Massachusetts Sends Men to Prison for Addiction Treatment, But Not Women. A Lawsuit Says That’s Discriminatory

Massachusetts is the only state in the U.S. that sends people to prison for addiction treatment, and it only does so for men—an unconstitutional and discriminatory policy, a class-action lawsuit filed in Massachusetts state court earlier this month claims.

The lawsuit, filed on behalf of 10 anonymous plaintiffs by Prisoners’ Legal Services of Massachusetts, says men who are civilly committed by courts to drug addiction treatment are instead shipped to state prison facilities, where they endure degrading treatment that often leaves them worse off than when they arrived.

“While incarcerated, men committed under Section 35 experience appalling conditions of confinement and only minimal treatment,” the lawsuit says. “Correctional officers treat them like criminals, routinely humiliate them, refer to them as ‘junkies,’ and make other degrading comments. Many, if not most, emerge from prison traumatized by the experience and even more vulnerable to relapse and overdose.”

Massachusetts, like a majority of states, allows family members and police, with a court’s approval, to involuntarily commit someone for addiction treatment under Section 35 of the state’s laws.

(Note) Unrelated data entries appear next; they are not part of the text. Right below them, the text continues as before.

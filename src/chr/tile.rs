//! Planar 2-bit tiles as stored in CHR memory
//!
//! A tile is 8x8 pixels with a 2-bit palette index per pixel. The index is
//! split across two planes of eight bytes each: byte `r` of a plane is pixel
//! row `r`, and bit `7 - x` of that byte carries one bit of pixel `x`.

/// Width and height of a tile in pixels
pub const TILE_PIXELS: usize = 8;

/// Size of one encoded tile in bytes
pub const TILE_BYTES: usize = 2 * TILE_PIXELS;

/// One bit-significance layer of a tile, one byte per pixel row
pub type Plane = [u8; TILE_PIXELS];

/// An 8x8 two-plane tile
#[derive(Clone, Copy, Debug, Default, PartialEq, Eq, Hash)]
pub struct Tile {
    planes: [Plane; 2],
}

impl Tile {
    /// Build a tile from its low and high bit planes
    pub const fn new(low: Plane, high: Plane) -> Self {
        Self {
            planes: [low, high],
        }
    }

    /// Decode a tile from its CHR encoding (plane 0 then plane 1)
    pub fn from_bytes(bytes: &[u8; TILE_BYTES]) -> Self {
        let mut planes = [[0; TILE_PIXELS]; 2];
        for (plane, chunk) in planes.iter_mut().zip(bytes.chunks_exact(TILE_PIXELS)) {
            plane.copy_from_slice(chunk);
        }
        Self { planes }
    }

    /// Encode the tile as 16 CHR bytes
    pub fn to_bytes(&self) -> [u8; TILE_BYTES] {
        let mut bytes = [0; TILE_BYTES];
        for (chunk, plane) in bytes.chunks_exact_mut(TILE_PIXELS).zip(&self.planes) {
            chunk.copy_from_slice(plane);
        }
        bytes
    }

    /// Pack a row-major grid of palette indices into planes
    ///
    /// Only the two low bits of each index are kept.
    pub fn from_indices(pixels: &[[u8; TILE_PIXELS]; TILE_PIXELS]) -> Self {
        let mut planes = [[0; TILE_PIXELS]; 2];
        for (row, line) in pixels.iter().enumerate() {
            for (x, &pixel) in line.iter().enumerate() {
                let shift = TILE_PIXELS - 1 - x;
                for (bit, plane) in planes.iter_mut().enumerate() {
                    if let Some(byte) = plane.get_mut(row) {
                        *byte |= ((pixel >> bit) & 1) << shift;
                    }
                }
            }
        }
        Self { planes }
    }

    /// Palette index of the pixel at column `x`, row `y` (0 outside the tile)
    pub fn pixel(&self, x: usize, y: usize) -> u8 {
        if x >= TILE_PIXELS {
            return 0;
        }
        let shift = TILE_PIXELS - 1 - x;
        self.planes
            .iter()
            .enumerate()
            .map(|(bit, plane)| plane.get(y).map_or(0, |byte| ((byte >> shift) & 1) << bit))
            .sum()
    }

    /// Both planes, low bit first
    pub const fn planes(&self) -> &[Plane; 2] {
        &self.planes
    }

    /// True when every pixel uses palette index 0
    pub fn is_empty(&self) -> bool {
        self.planes.iter().flatten().all(|&byte| byte == 0)
    }

    /// Horizontal mirror image of this tile
    #[must_use]
    pub fn mirrored(&self) -> Self {
        Self {
            planes: self.planes.map(|plane| plane.map(u8::reverse_bits)),
        }
    }

    /// Vertical flip of this tile
    #[must_use]
    pub fn flipped(&self) -> Self {
        Self {
            planes: self.planes.map(|mut plane| {
                plane.reverse();
                plane
            }),
        }
    }

    /// True when `self` is `other` mirrored horizontally
    pub fn is_mirror_of(&self, other: &Self) -> bool {
        self.planes
            .iter()
            .flatten()
            .zip(other.planes.iter().flatten())
            .all(|(&a, &b)| a == b.reverse_bits())
    }

    /// True when `self` is `other` flipped vertically
    pub fn is_flip_of(&self, other: &Self) -> bool {
        self.planes
            .iter()
            .zip(&other.planes)
            .all(|(a, b)| a.iter().eq(b.iter().rev()))
    }

    /// True when `self` is `other` both mirrored and flipped
    pub fn is_mirror_flip_of(&self, other: &Self) -> bool {
        self.planes.iter().zip(&other.planes).all(|(a, b)| {
            a.iter()
                .zip(b.iter().rev())
                .all(|(&x, &y)| x == y.reverse_bits())
        })
    }
}

impl From<[u8; TILE_BYTES]> for Tile {
    fn from(bytes: [u8; TILE_BYTES]) -> Self {
        Self::from_bytes(&bytes)
    }
}
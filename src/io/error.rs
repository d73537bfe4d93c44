//! Error types and path context for conversion operations

use std::fmt;
use std::path::{Path, PathBuf};

/// Main error type for all conversion operations
#[derive(Debug)]
pub enum ChrError {
    /// Failed to decode a source PNG
    ImageLoad {
        /// Path to the image file
        path: PathBuf,
        /// Underlying decoding error
        source: png::DecodingError,
    },

    /// Source data doesn't meet format requirements
    ///
    /// Covers non-indexed images, oversized palettes or dimensions,
    /// truncated CHR files and unterminated metasprites.
    InvalidSourceData {
        /// Description of what's wrong with the source data
        reason: String,
    },

    /// Command parameter validation failed
    InvalidParameter {
        /// Name of the invalid parameter
        parameter: &'static str,
        /// Provided value that failed validation
        value: String,
        /// Explanation of why the value is invalid
        reason: String,
    },

    /// Sprite tile index outside the referenced tile table
    InvalidTileIndex {
        /// The invalid tile index
        index: usize,
        /// Number of valid indices
        max_tiles: usize,
    },

    /// Failed to save a preview image to disk
    ImageExport {
        /// Path where export was attempted
        path: PathBuf,
        /// Underlying image export error
        source: image::ImageError,
    },

    /// General file system operation failure
    FileSystem {
        /// Path involved in the operation
        path: PathBuf,
        /// Description of the operation that failed
        operation: &'static str,
        /// Underlying I/O error
        source: std::io::Error,
    },
}

impl fmt::Display for ChrError {
    fn fmt(&self, f: &mut fmt::Formatter<'_>) -> fmt::Result {
        match self {
            Self::ImageLoad { path, source } => {
                write!(f, "Failed to load image '{}': {source}", path.display())
            }
            Self::InvalidSourceData { reason } => {
                write!(f, "Invalid source data: {reason}")
            }
            Self::InvalidParameter {
                parameter,
                value,
                reason,
            } => {
                write!(f, "Invalid parameter '{parameter}' = '{value}': {reason}")
            }
            Self::InvalidTileIndex { index, max_tiles } => {
                write!(f, "Tile index {index} is out of bounds (max: {max_tiles})")
            }
            Self::ImageExport { path, source } => {
                write!(
                    f,
                    "Failed to export image to '{}': {source}",
                    path.display()
                )
            }
            Self::FileSystem {
                path,
                operation,
                source,
            } => {
                write!(
                    f,
                    "File system error during {operation} on '{}': {source}",
                    path.display()
                )
            }
        }
    }
}

impl std::error::Error for ChrError {
    fn source(&self) -> Option<&(dyn std::error::Error + 'static)> {
        match self {
            Self::ImageLoad { source, .. } => Some(source),
            Self::ImageExport { source, .. } => Some(source),
            Self::FileSystem { source, .. } => Some(source),
            _ => None,
        }
    }
}

/// Convenience type alias for conversion results
pub type Result<T> = std::result::Result<T, ChrError>;

/// Attaches the path and operation to I/O failures
pub trait WithPath<T> {
    /// Convert an I/O error into a `FileSystem` error naming `path`
    ///
    /// # Errors
    ///
    /// Propagates the original error with the path and operation applied
    fn with_path(self, path: &Path, operation: &'static str) -> Result<T>;
}

impl<T> WithPath<T> for std::io::Result<T> {
    fn with_path(self, path: &Path, operation: &'static str) -> Result<T> {
        self.map_err(|source| ChrError::FileSystem {
            path: path.to_path_buf(),
            operation,
            source,
        })
    }
}

impl From<std::io::Error> for ChrError {
    fn from(err: std::io::Error) -> Self {
        Self::FileSystem {
            path: PathBuf::from("<unknown>"),
            operation: "unknown",
            source: err,
        }
    }
}

/// Create an invalid parameter error
pub fn invalid_parameter(
    parameter: &'static str,
    value: &impl ToString,
    reason: &impl ToString,
) -> ChrError {
    ChrError::InvalidParameter {
        parameter,
        value: value.to_string(),
        reason: reason.to_string(),
    }
}

/// Create an invalid source data error
pub fn invalid_source(reason: &impl ToString) -> ChrError {
    ChrError::InvalidSourceData {
        reason: reason.to_string(),
    }
}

Most of the thousands who are civilly committed spend 30 to 90 days in treatment at a facility run by the Massachusetts Department of Public Health.

However, as opioid addiction surged in the state over the last decade, Massachusetts began putting civil commitments in the hands of the state department of corrections, a practice that civil libertarians and criminal justice groups argue has terrible effects on someone’s chances of recovery from addiction.

A 2017 Massachusetts Department of Public Health report on opioid abuse found that, “compared to the rest of the adult population, the opioid-related overdose death rate was 120 times higher for persons released from prisons and jails.”

In response to a lawsuit brought by the state chapter of the American Civil Liberties Union (ACLU) and several other groups, Massachusetts changed its policies in 2016 to require that women be sent to actual addiction treatment programs. However, each year more than 2,000 men are still being incarcerated in Massachusetts Department of Correction facilities—a policy the lawsuit says “constitutes unlawful gender discrimination.”

“Women committed under Section 35 must be sent to inpatient treatment facilities in the community even if the committing court finds that they need a secure facility,” the lawsuit argues. “By contrast, men go to prison when there are no other available Section 35 treatment beds, regardless of their actual security needs. In short, men are punished for their alcohol and substance abuse disorders while women ‘receive treatment, support, and recovery services in a dignified medical setting.'”

Massachusetts opened a new facility in 2017 for men who are civilly committed for addiction. It’s run by the state Department of Correction, surrounded by razor wire, and deep in the woods. The patients, none of whom have been convicted of a crime, are watched over by correctional officers. They wear orange jumpsuits with “D.O.C.” on the back.

A Boston Globe investigation that same year reported many of the same problems as the recent lawsuit:

The Globe interviewed seven former Plymouth patients and three parents of patients who all gave nearly identical accounts of unsanitary conditions, verbally abusive correction officers, and short, perfunctory meetings with counselors who provided little to no therapy. Some patients said that when they complained about the conditions they were moved into isolation cells without toilets or running water.

There are also safety concerns. At least one rape and one serious assault have occurred at the Plymouth facility in its first half-year in operation, court documents show.

A Mother Jones investigation in 2018 found much of the same. Patients reported being mocked by correctional officers and denied medical care. Addiction treatment or therapy was sparse to nonexistent, they said.

A mother recently told the Boston Globe that her son was placed in solitary confinement for five days while committed and denied his medication.

Matthew Segal, legal director of the ACLU of Massachusetts, says the civil liberties group’s lawsuit challenged the conditions of women who were civilly committed, “but it was obvious from the way we drafted the complaint that we didn’t think it was lawful to imprison men, either.”

“What’s so striking about the legislative fix is that as is that they changed the law with respect to women to improve their situation, but not men,” Segal says. “Even if we were wrong about imprisoning people for civil commitment, it’s obviously illegal to treat men and women differently in this way. Right from the moment they passed this legislative fix, it was unconstitutional.”

A bill is pending in the Massachusetts state legislature that would move all men committed under Section 35 outside of the department of corrections.

The Massachusetts Department of Correction did not immediately respond to a request for comment.

from Hit & Run

Cory Booker Knocks Presidential Rivals for Joking About Marijuana

Kamala Harris’ joke about marijuana and Jamaica did not go over well with her Jamaican father, who criticized her for perpetuating a “fraudulent stereotype.” Cory Booker, one of her rivals for the 2020 Democratic presidential nomination, also was not amused. “We have presidential candidates—senators—bragging about their pot use while there are kids who can’t get a job because they have a nonviolent offense,” the New Jersey senator said on MSNBC last night.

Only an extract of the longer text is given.